Tuesday, July 18, 2006
Anatomy of a Rose: Exploring the Secret Life of Flowers by Sharman Apt Russell
Delphinium.
Red Skyrocket (or it's formal name: Ipomopsis Aggregata).
Philodendron Selloum (The only plant I've ever been able to grow!).
La Reina de la Noche (Queen of the Night).
Monkshood.
Pale Lousewort (Wait a minute - didn't I date him once?).
Elephant's Head.
I like to think that a person is a reader because they simply love words. (As a child, I used to read the dictionary as if it were a novel - an illuminating mystery of words.) And with such delicious words for the waving stems we so often pass with hardly a notice how can a reader not fall head first into Anatomy of a Rose: Exploring the Secret Life of Flowers by Sharman Apt Russell.

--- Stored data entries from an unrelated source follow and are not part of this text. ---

//! Config defaults: fills values the loaded layers left unset.

use std::path::Path;

use crate::schema::{AppConfig, LoggingConfig, MetronomeConfig, SchedulerSection};

pub const DEFAULT_APP_NAME: &str = "metronome";

pub const DEFAULT_LOG_LEVEL: &str = "info";

/// Spool directories live below this base, one per application.
pub const DEFAULT_SPOOL_BASE_DIR: &str = "/var/spool";

/// Oversleep at wake-up tolerated before it counts as downtime (seconds).
pub const DEFAULT_MAXIMUM_TIMER_SLACK_SECS: f64 = 5.0;

/// Per-task lateness tolerated before it counts as downtime (seconds).
pub const DEFAULT_MINIMUM_DOWNTIME_DURATION_SECS: f64 = 20.0;

/// Apply all defaults to a freshly merged config.
pub fn apply_all_defaults(config: MetronomeConfig) -> MetronomeConfig {
    let config = apply_app_defaults(config);
    let config = apply_scheduler_defaults(config);
    apply_logging_defaults(config)
}

/// Name, debug mode, and a spool dir derived from the name.
fn apply_app_defaults(mut config: MetronomeConfig) -> MetronomeConfig {
    let app = config.app.get_or_insert_with(AppConfig::default);
    let name = app.name.get_or_insert_with(|| DEFAULT_APP_NAME.to_string()).clone();
    app.debug_mode.get_or_insert(false);
    if app.spool_dir.is_none() {
        let dir = Path::new(DEFAULT_SPOOL_BASE_DIR).join(name);
        app.spool_dir = Some(dir.to_string_lossy().into_owned());
    }
    config
}

fn apply_scheduler_defaults(mut config: MetronomeConfig) -> MetronomeConfig {
    let scheduler = config.scheduler.get_or_insert_with(SchedulerSection::default);
    scheduler
        .maximum_timer_slack_secs
        .get_or_insert(DEFAULT_MAXIMUM_TIMER_SLACK_SECS);
    scheduler
        .minimum_downtime_duration_secs
        .get_or_insert(DEFAULT_MINIMUM_DOWNTIME_DURATION_SECS);
    scheduler.single_run.get_or_insert(false);
    config
}

fn apply_logging_defaults(mut config: MetronomeConfig) -> MetronomeConfig {
    let logging = config.logging.get_or_insert_with(LoggingConfig::default);
    logging.level.get_or_insert_with(|| DEFAULT_LOG_LEVEL.to_string());
    logging.json.get_or_insert(true);
    config
}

Words aside, in a collection of sixteen essays ostensively about plants, Sharman reminds us that we are not the center of the universe, no matter what we think.
The life of flowers she gently lays bare for our blind eyes to see (the second essay titled "The Blind Voyeur" in fact instructs the reader on how much we will never see - because there is a whole spectrum of colors that we literally cannot see - intended for the sight of bees) exist not to delight us but to accomplish that most important of tasks in an organism's life - reproduction.
And oh what a task that is. Enticement. Deception. Destruction. Dissolution. Delight. (Sounds familiar, doesn't it?)
Sharman's descriptions of the "romantic" strategies of plants, is delightfully and resolutely scientific. But reading the facts of a plant's life brought to my mind the last line L.L. Cool J. says in his song "Back Seat of My Jeep" - the question "Everything is sexual?".
Oh yeah.
No wonder the lecture on the parts of the flower is school's first tentative attempt at the birds and the bees.
Sharman brings back the memory of that old school days lesson in her essay on the parts of the flower (I love the Parts of a Flower illustration in the book -- I recognized it at once from grade school!), gives a quick lesson on vision or the lack there of, speaks of time, competion and cooperation.
And it's not just botany. Zoology, paleontology, climatology all get a turn in the sun the sunflowers turn to. (Speaking of climate - she caught me off guard with her reference to that terrible summer here in the Midwest a few years ago when so many died.) Sharman's pose is so accessible that you pause sometimes surprised to realize that you're reading science - and plenty of it!
It gets 5 roses from me (or 5 thorns if you're that kind of person). Do yourself a favor this summer, grab a copy and settle down for a glimpse of that secret world all around us.
Ideally in a garden.
(An absolute aside: I LOVED the feel of this book! As you can see above it has a lovely cover and, at only 4 3/4 inches by 7 1/4 inches, fits the hand like a glove. But the feel of the cover is absolutely lux! I don't know how they did it, but the cover has a soft feel that makes you just want to hold it. A lovely plus!)